Also, I am not judging your parenting, no one can tell what type of parent someone is from a chat board. But I believe PP was just saying that a 12 month old exploring is just that, not necessarily "naughty". Babies can't be naughty. Some are more work to watch then others. I assume that is what you meant and I completely understand how that is. I had two of those...at the same time. I was tired of people saying "double trouble" every time they saw my twins but I think I was more annoyed because it was kind of true! :lmao: Hope you have a nice trip, whatever you decide to do. Your comfort level is going to have to dictate this situation. (That and the nursery hours!) :)
 
I think you are absolutely right to consider how your baby will feel being in the hot sun all day long with no significant stimulation. We are baby wearers as well and are booking DS into the nursery for one almost all-day excursion on the WBPC. It's through DCL, so we aren't taking a cell phone with us (Port Adventures will know how to reach us), and given our previous experience with the nursery while onboard with a toddler DD, I have NO qualms about my son being fed, happy, loved, and NOT overheating in a foreign country.

Sometimes people forget that attachment parenting is about doing the best thing for the child, and not our constructed image of what an ideal parent should be in every single situation without taking context into account. I'm sorry some are making you feel judged for considering all your options as a responsible, loving parent.

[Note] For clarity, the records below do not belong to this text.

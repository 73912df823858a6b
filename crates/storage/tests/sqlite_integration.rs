use chrono::Duration;
use learn_core::model::{
    Block, BlockId, BlockKind, CourseId, CourseOutline, InsightText, LearningSession, LessonId,
    LessonKey, LessonStatus, LessonUpdate, ModuleId, ModuleOutline, SessionId, UserId,
};
use learn_core::time::fixed_now;
use storage::repository::{
    CatalogRepository, CourseProgressRepository, LessonProgressRepository, NewInsightRecord,
    SessionRepository, SessionTransition, StorageError,
};
use storage::sqlite::SqliteRepository;

async fn repo(name: &str) -> SqliteRepository {
    let url = format!("sqlite:file:{name}?mode=memory&cache=shared");
    let repo = SqliteRepository::connect(&url).await.expect("connect");
    repo.migrate().await.expect("migrate");
    repo
}

fn key(lesson: &str) -> LessonKey {
    LessonKey::new(
        UserId::new("learner").unwrap(),
        ModuleId::new("rust-basics").unwrap(),
        LessonId::new(lesson).unwrap(),
    )
}

fn outline(blocks: &[&str]) -> CourseOutline {
    CourseOutline::new(
        CourseId::new("ownership").unwrap(),
        blocks
            .iter()
            .map(|id| Block {
                id: BlockId::new(*id).unwrap(),
                kind: BlockKind::Learning,
                title: format!("Block {id}"),
                question_count: 2,
            })
            .collect(),
    )
    .unwrap()
}

#[tokio::test]
async fn lesson_upserts_accumulate_and_skip_replayed_requests() {
    let repo = repo("memdb_lessons").await;
    let now = fixed_now();

    let first = LessonUpdate::new(LessonStatus::InProgress, 60, None)
        .unwrap()
        .with_request_id("req-1")
        .unwrap();
    let write = repo
        .upsert_lesson_progress(&key("intro"), &first, now)
        .await
        .unwrap();
    assert!(write.applied);
    assert_eq!(write.progress.attempts(), 1);

    let replay = repo
        .upsert_lesson_progress(&key("intro"), &first, now + Duration::minutes(1))
        .await
        .unwrap();
    assert!(!replay.applied);
    assert_eq!(replay.progress.time_spent_secs(), 60);

    let done = LessonUpdate::new(LessonStatus::Completed, 30, None).unwrap();
    let write = repo
        .upsert_lesson_progress(&key("intro"), &done, now + Duration::minutes(2))
        .await
        .unwrap();
    assert!(write.applied);
    assert_eq!(write.progress.time_spent_secs(), 90);
    assert_eq!(write.progress.attempts(), 2);
    assert_eq!(
        write.progress.completed_at(),
        Some(now + Duration::minutes(2))
    );

    repo.upsert_lesson_progress(&key("borrowing"), &done, now)
        .await
        .unwrap();
    let lessons = repo
        .lessons_for_module(
            &UserId::new("learner").unwrap(),
            &ModuleId::new("rust-basics").unwrap(),
        )
        .await
        .unwrap();
    assert_eq!(lessons.len(), 2);
    assert_eq!(lessons[0].lesson_id().as_str(), "borrowing");
}

#[tokio::test]
async fn request_replayed_after_another_is_not_counted_again() {
    let repo = repo("memdb_lesson_ledger").await;
    let now = fixed_now();
    let update = |id: &str| {
        LessonUpdate::new(LessonStatus::InProgress, 60, None)
            .unwrap()
            .with_request_id(id)
            .unwrap()
    };

    for (i, id) in ["req-a", "req-b"].iter().enumerate() {
        let at = now + Duration::minutes(i64::try_from(i).unwrap());
        let write = repo
            .upsert_lesson_progress(&key("intro"), &update(id), at)
            .await
            .unwrap();
        assert!(write.applied);
    }

    let replay = repo
        .upsert_lesson_progress(&key("intro"), &update("req-a"), now + Duration::minutes(5))
        .await
        .unwrap();
    assert!(!replay.applied);
    assert_eq!(replay.progress.time_spent_secs(), 120);
    assert_eq!(replay.progress.attempts(), 2);
    assert_eq!(replay.progress.updated_at(), now + Duration::minutes(1));

    let other_lesson = repo
        .upsert_lesson_progress(&key("borrowing"), &update("req-a"), now)
        .await
        .unwrap();
    assert!(other_lesson.applied);
}

#[tokio::test]
async fn catalog_outlines_keep_their_order() {
    let repo = repo("memdb_catalog").await;
    let course = outline(&["warmup", "deep-dive", "reflect"]);
    repo.put_course_outline(&course).await.unwrap();
    assert_eq!(
        repo.course_outline(course.course_id()).await.unwrap(),
        Some(course.clone())
    );

    let replaced = outline(&["reflect", "warmup"]);
    repo.put_course_outline(&replaced).await.unwrap();
    assert_eq!(
        repo.course_outline(course.course_id()).await.unwrap(),
        Some(replaced)
    );

    let module = ModuleOutline::new(
        ModuleId::new("rust-basics").unwrap(),
        vec![LessonId::new("b").unwrap(), LessonId::new("a").unwrap()],
    )
    .unwrap();
    repo.put_module_outline(&module).await.unwrap();
    assert_eq!(
        repo.module_outline(module.module_id()).await.unwrap(),
        Some(module)
    );
    assert!(
        repo.module_outline(&ModuleId::new("unknown").unwrap())
            .await
            .unwrap()
            .is_none()
    );
}

#[tokio::test]
async fn session_transitions_are_versioned() {
    let repo = repo("memdb_sessions").await;
    let course = outline(&["a", "b", "c"]);
    let now = fixed_now();
    let session = LearningSession::start(SessionId::new("s1").unwrap(), &course, now).unwrap();
    repo.insert_session(&session).await.unwrap();
    assert!(matches!(
        repo.insert_session(&session).await,
        Err(StorageError::Conflict)
    ));

    let mut advanced = session.clone();
    let step = advanced.advance(&course, now).unwrap();
    let progress = repo
        .commit_transition(&SessionTransition {
            session: &advanced,
            expected_version: session.version(),
            completed_block: step.completed_block_id(),
            progress: step.progress(),
            at: now,
        })
        .await
        .unwrap();
    assert!((progress.progress_percentage() - 33.0).abs() < f64::EPSILON);
    assert_eq!(progress.completed_blocks().len(), 1);

    let mut stale = session.clone();
    let step = stale.advance(&course, now).unwrap();
    let err = repo
        .commit_transition(&SessionTransition {
            session: &stale,
            expected_version: session.version(),
            completed_block: step.completed_block_id(),
            progress: step.progress(),
            at: now,
        })
        .await
        .unwrap_err();
    assert!(matches!(err, StorageError::Conflict));

    let stored = repo.get_session(session.id()).await.unwrap().unwrap();
    assert_eq!(stored, advanced);
    assert_eq!(
        repo.latest_active_session(course.course_id())
            .await
            .unwrap()
            .map(|s| s.id().clone()),
        Some(session.id().clone())
    );
}

#[tokio::test]
async fn course_percentage_never_regresses() {
    let repo = repo("memdb_course_max").await;
    let course = outline(&["a", "b", "c"]);
    let now = fixed_now();
    let session = LearningSession::start(SessionId::new("s-max").unwrap(), &course, now).unwrap();
    repo.insert_session(&session).await.unwrap();

    let mut next = session.clone();
    next.advance(&course, now).unwrap();
    repo.commit_transition(&SessionTransition {
        session: &next,
        expected_version: 0,
        completed_block: &BlockId::new("a").unwrap(),
        progress: 67.0,
        at: now,
    })
    .await
    .unwrap();

    let version = next.version();
    next.submit_answer(&course).unwrap();
    let progress = repo
        .commit_transition(&SessionTransition {
            session: &next,
            expected_version: version,
            completed_block: &BlockId::new("a").unwrap(),
            progress: 33.0,
            at: now,
        })
        .await
        .unwrap();
    assert!((progress.progress_percentage() - 67.0).abs() < f64::EPSILON);
}

#[tokio::test]
async fn insights_bump_the_course_counter() {
    let repo = repo("memdb_insights").await;
    let course = outline(&["a", "b"]);
    let now = fixed_now();
    let session = LearningSession::start(SessionId::new("s-ins").unwrap(), &course, now).unwrap();
    repo.insert_session(&session).await.unwrap();

    for note in ["first", "second"] {
        let text = InsightText::new(note).unwrap();
        repo.append_insight(&NewInsightRecord {
            session_id: session.id(),
            course_id: session.course_id(),
            block_id: session.current_block_id(),
            text: &text,
            created_at: now,
        })
        .await
        .unwrap();
    }

    let insights = repo.list_insights(session.id()).await.unwrap();
    assert_eq!(insights.len(), 2);
    assert_eq!(insights[0].text, "first");

    let progress = repo
        .get_course_progress(course.course_id())
        .await
        .unwrap()
        .unwrap();
    assert_eq!(progress.total_insights(), 2);

    assert!(
        repo.append_completed_block(course.course_id(), &BlockId::new("a").unwrap(), now)
            .await
            .unwrap()
    );
    assert!(
        !repo
            .append_completed_block(course.course_id(), &BlockId::new("a").unwrap(), now)
            .await
            .unwrap()
    );
}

Thank you so much! I appreciate your comments.

I was a little shocked at those two posters judging me so harshly. It's completely uncalled for, since they have no idea how my baby is like and her tolerance level for being bored. I wear her, but she doesn't love it. My older DD loved being in her Ergo, but my baby pushes out when she gets hot, she fusses b/c she can't see, she wants to be put down and crawl, etc.

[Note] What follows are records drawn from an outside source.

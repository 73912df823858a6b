use std::sync::Arc;

use learn_core::model::{
    Block, BlockId, BlockKind, CourseId, CourseOutline, LearningSession, LessonId, LessonKey,
    ModuleId, SessionId, UserCourseProgress, UserId,
};
use learn_core::time::fixed_now;
use services::{Clock, ErrorKind, ProgressServices, SessionAdvancer, TrackProgress};
use storage::repository::{
    CatalogRepository, LessonProgressRepository, SessionRepository, SessionTransition,
    StorageError,
};
use storage::sqlite::SqliteRepository;
use tempfile::TempDir;
use tokio::sync::Barrier;

const WRITERS: usize = 10;

// A real file so every pooled connection contends for the same database lock.
fn file_url(dir: &TempDir) -> String {
    format!("sqlite://{}?mode=rwc", dir.path().join("progress.db").display())
}

fn course() -> CourseOutline {
    CourseOutline::new(
        CourseId::new("rust-101").unwrap(),
        ["intro", "practice", "reflect"]
            .into_iter()
            .map(|id| Block {
                id: BlockId::new(id).unwrap(),
                kind: BlockKind::Learning,
                title: id.to_owned(),
                question_count: 1,
            })
            .collect(),
    )
    .unwrap()
}

#[tokio::test(flavor = "multi_thread", worker_threads = 4)]
async fn parallel_tracking_keeps_every_second() {
    let dir = tempfile::tempdir().unwrap();
    let services = ProgressServices::new_sqlite(&file_url(&dir), Clock::fixed(fixed_now()))
        .await
        .expect("open sqlite file");

    let mut handles = Vec::new();
    for i in 0..40 {
        let tracker = services.lessons();
        handles.push(tokio::spawn(async move {
            let request = TrackProgress {
                user_id: "learner".into(),
                module_id: "rust-basics".into(),
                lesson_id: "intro".into(),
                status: "in_progress".into(),
                time_spent_secs: 5,
                completed_at: None,
                request_id: Some(format!("req-{i}")),
            };
            tracker.track_progress(&request).await
        }));
    }
    for handle in handles {
        handle.await.unwrap().unwrap();
    }

    let key = LessonKey::new(
        UserId::new("learner").unwrap(),
        ModuleId::new("rust-basics").unwrap(),
        LessonId::new("intro").unwrap(),
    );
    let stored = services
        .storage()
        .lessons
        .get_lesson_progress(&key)
        .await
        .unwrap()
        .unwrap();
    assert_eq!(stored.time_spent_secs(), 200);
    assert_eq!(stored.attempts(), 40);
}

/// Holds every reader at the barrier so all advances start from the same version.
struct LoadTogether {
    inner: SqliteRepository,
    barrier: Barrier,
}

#[async_trait::async_trait]
impl SessionRepository for LoadTogether {
    async fn insert_session(&self, session: &LearningSession) -> Result<(), StorageError> {
        self.inner.insert_session(session).await
    }

    async fn get_session(&self, id: &SessionId) -> Result<Option<LearningSession>, StorageError> {
        let loaded = self.inner.get_session(id).await?;
        self.barrier.wait().await;
        Ok(loaded)
    }

    async fn latest_active_session(
        &self,
        course_id: &CourseId,
    ) -> Result<Option<LearningSession>, StorageError> {
        self.inner.latest_active_session(course_id).await
    }

    async fn update_session_pointer(
        &self,
        session: &LearningSession,
        expected_version: u64,
    ) -> Result<(), StorageError> {
        self.inner
            .update_session_pointer(session, expected_version)
            .await
    }

    async fn commit_transition(
        &self,
        transition: &SessionTransition<'_>,
    ) -> Result<UserCourseProgress, StorageError> {
        self.inner.commit_transition(transition).await
    }
}

#[tokio::test(flavor = "multi_thread", worker_threads = 4)]
async fn parallel_advances_of_one_session_let_exactly_one_win() {
    let dir = tempfile::tempdir().unwrap();
    let repo = SqliteRepository::connect(&file_url(&dir))
        .await
        .expect("open sqlite file");
    repo.migrate().await.expect("migrate");
    repo.put_course_outline(&course()).await.unwrap();

    let clock = Clock::fixed(fixed_now());
    let plain = SessionAdvancer::new(
        clock,
        Arc::new(repo.clone()),
        Arc::new(repo.clone()),
        Arc::new(repo.clone()),
    );
    let session = plain
        .start_session(&CourseId::new("rust-101").unwrap())
        .await
        .unwrap();

    let contested = Arc::new(SessionAdvancer::new(
        clock,
        Arc::new(LoadTogether {
            inner: repo.clone(),
            barrier: Barrier::new(WRITERS),
        }),
        Arc::new(repo.clone()),
        Arc::new(repo.clone()),
    ));
    let mut handles = Vec::new();
    for _ in 0..WRITERS {
        let advancer = Arc::clone(&contested);
        let id = session.id().clone();
        handles.push(tokio::spawn(async move { advancer.advance(&id).await }));
    }

    let mut won = 0;
    let mut conflicts = 0;
    for handle in handles {
        match handle.await.unwrap() {
            Ok(_) => won += 1,
            Err(err) => {
                assert_eq!(err.kind(), ErrorKind::Conflict, "unexpected error: {err}");
                conflicts += 1;
            }
        }
    }
    assert_eq!(won, 1);
    assert_eq!(conflicts, WRITERS - 1);

    let stored = plain.get_session(session.id()).await.unwrap();
    assert_eq!(stored.version(), 1);
    assert_eq!(stored.current_block_id().as_str(), "practice");
    let progress = plain
        .course_progress(session.course_id())
        .await
        .unwrap()
        .unwrap();
    assert_eq!(progress.completed_blocks().len(), 1);
}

We are going to 4 ports on the 7 day Med cruise. Rome is the ONLY port that I'd even consider this since there is so much outdoor walking involved in the sun, in June. Having been to Rome before, we already know that there is no shade at the Colosseum, and hardly any A/C at the Vatican.

For our La Spezia port, we're forgoing Florence and visiting Lucca instead for the grassy areas to play on and playgrounds, etc. We're trying to pick and choose options that make everyone happy.
 
Have you thought about what you will do in the event of an emergency? I know it is unlikely but you stated you would be 1.5 hours away. I think only you can decide how comfortable you would be in that situation. Are you ok if you receive a call saying she has been upset and crying and knowing it will take you an hour or more to get back to her? You mentioned having private transfers, but what if something goes wrong? How will you feel if you can't get back to the boat? Unlikely, but something to really think about. Things happen that are out of our control all the time.

Also, I am not judging your parenting, no one can tell what type of parent someone is from a chat board. But I believe PP was just saying that a 12 month old exploring is just that, not necessarily "naughty". Babies can't be naughty. Some are more work to watch then others. I assume that is what you meant and I completely understand how that is. I had two of those...at the same time. I was tired of people saying "double trouble" every time they saw my twins but I think I was more annoyed because it was kind of true! :lmao: Hope you have a nice trip, whatever you decide to do. Your comfort level is going to have to dictate this situation. (That and the nursery hours!) :)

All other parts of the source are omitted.